| What you should do |
Search the records for the word "impl" and pick out every line that has it.

(Stored data)
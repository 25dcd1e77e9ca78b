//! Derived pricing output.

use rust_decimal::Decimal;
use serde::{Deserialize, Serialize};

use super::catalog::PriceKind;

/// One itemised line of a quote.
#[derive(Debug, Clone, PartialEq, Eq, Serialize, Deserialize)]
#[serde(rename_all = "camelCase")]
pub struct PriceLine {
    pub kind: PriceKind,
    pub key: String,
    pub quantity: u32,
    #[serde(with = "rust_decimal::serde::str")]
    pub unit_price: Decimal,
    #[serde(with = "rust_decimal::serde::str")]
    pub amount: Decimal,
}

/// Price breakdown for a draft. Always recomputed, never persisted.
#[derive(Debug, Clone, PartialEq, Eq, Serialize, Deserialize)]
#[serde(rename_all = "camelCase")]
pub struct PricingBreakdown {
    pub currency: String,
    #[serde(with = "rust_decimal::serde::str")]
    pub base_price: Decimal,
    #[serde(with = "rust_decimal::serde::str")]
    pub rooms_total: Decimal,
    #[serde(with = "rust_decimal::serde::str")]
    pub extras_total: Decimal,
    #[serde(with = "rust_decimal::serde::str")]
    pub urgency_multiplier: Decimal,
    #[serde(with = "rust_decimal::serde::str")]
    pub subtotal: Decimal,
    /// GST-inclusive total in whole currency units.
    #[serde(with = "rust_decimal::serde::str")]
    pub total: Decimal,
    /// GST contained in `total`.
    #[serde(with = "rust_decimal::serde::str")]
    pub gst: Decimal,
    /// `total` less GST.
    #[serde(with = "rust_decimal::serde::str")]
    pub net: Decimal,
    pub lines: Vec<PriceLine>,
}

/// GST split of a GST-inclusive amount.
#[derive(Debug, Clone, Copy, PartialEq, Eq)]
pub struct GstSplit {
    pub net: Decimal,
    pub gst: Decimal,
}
* * *
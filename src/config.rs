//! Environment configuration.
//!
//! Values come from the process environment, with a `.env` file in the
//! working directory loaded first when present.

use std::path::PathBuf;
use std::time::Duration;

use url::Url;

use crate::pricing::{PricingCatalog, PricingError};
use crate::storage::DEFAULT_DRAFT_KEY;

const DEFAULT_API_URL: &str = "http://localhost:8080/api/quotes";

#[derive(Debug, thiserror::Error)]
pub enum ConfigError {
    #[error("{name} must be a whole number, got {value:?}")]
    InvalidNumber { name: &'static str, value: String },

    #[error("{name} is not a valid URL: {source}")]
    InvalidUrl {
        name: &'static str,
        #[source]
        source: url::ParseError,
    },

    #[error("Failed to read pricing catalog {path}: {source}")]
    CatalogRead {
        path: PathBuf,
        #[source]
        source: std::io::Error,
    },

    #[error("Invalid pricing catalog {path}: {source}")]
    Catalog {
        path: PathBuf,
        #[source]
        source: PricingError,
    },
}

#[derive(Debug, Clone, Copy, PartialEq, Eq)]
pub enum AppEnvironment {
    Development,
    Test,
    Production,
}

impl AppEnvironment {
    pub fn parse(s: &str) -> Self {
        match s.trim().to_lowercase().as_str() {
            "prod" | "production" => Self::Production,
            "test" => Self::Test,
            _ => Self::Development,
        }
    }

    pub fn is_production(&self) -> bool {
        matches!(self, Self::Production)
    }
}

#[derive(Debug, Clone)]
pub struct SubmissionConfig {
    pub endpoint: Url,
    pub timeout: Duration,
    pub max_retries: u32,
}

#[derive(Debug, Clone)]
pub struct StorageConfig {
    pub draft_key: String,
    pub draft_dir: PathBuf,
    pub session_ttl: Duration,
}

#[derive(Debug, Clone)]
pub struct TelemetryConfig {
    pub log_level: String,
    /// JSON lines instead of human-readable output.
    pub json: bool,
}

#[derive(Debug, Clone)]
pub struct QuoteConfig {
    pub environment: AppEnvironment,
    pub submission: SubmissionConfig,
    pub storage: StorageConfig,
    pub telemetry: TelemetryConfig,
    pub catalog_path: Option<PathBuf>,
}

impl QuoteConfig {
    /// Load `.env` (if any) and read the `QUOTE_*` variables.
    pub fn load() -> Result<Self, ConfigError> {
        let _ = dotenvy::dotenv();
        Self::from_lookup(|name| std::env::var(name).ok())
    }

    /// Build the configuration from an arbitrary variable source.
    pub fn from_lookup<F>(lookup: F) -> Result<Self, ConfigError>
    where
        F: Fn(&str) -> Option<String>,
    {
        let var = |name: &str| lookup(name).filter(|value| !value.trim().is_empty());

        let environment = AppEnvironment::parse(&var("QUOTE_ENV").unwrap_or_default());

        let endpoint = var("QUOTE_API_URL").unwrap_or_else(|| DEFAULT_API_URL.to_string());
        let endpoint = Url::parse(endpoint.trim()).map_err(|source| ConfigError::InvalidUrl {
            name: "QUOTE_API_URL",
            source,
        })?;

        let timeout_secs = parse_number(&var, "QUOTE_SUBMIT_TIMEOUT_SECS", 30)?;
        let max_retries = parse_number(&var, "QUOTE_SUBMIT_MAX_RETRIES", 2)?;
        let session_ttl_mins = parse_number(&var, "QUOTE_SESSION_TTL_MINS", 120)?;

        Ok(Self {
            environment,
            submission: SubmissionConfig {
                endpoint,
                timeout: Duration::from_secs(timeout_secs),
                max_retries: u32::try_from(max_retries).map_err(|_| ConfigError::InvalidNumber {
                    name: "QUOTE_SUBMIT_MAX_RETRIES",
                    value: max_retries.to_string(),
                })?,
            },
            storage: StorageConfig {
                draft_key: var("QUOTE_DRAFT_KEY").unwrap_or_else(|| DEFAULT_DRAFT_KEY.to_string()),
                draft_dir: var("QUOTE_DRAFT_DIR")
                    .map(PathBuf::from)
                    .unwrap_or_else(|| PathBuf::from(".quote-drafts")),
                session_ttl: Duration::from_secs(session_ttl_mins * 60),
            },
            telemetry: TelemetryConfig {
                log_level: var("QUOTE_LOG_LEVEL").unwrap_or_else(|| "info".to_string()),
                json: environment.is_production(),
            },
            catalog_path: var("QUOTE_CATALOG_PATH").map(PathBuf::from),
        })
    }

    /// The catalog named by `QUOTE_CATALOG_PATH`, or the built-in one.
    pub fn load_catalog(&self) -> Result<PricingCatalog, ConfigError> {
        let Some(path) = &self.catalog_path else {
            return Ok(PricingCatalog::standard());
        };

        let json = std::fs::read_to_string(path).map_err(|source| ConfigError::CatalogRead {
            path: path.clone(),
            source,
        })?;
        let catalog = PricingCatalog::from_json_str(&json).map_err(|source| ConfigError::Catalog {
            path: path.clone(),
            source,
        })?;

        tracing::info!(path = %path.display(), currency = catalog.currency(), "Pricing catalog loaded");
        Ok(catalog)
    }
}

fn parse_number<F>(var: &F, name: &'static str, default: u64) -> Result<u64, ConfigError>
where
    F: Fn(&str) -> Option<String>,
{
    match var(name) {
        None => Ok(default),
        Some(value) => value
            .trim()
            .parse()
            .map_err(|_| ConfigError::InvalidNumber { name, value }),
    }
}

| Response to the exercise |
impl AppEnvironment {
impl QuoteConfig {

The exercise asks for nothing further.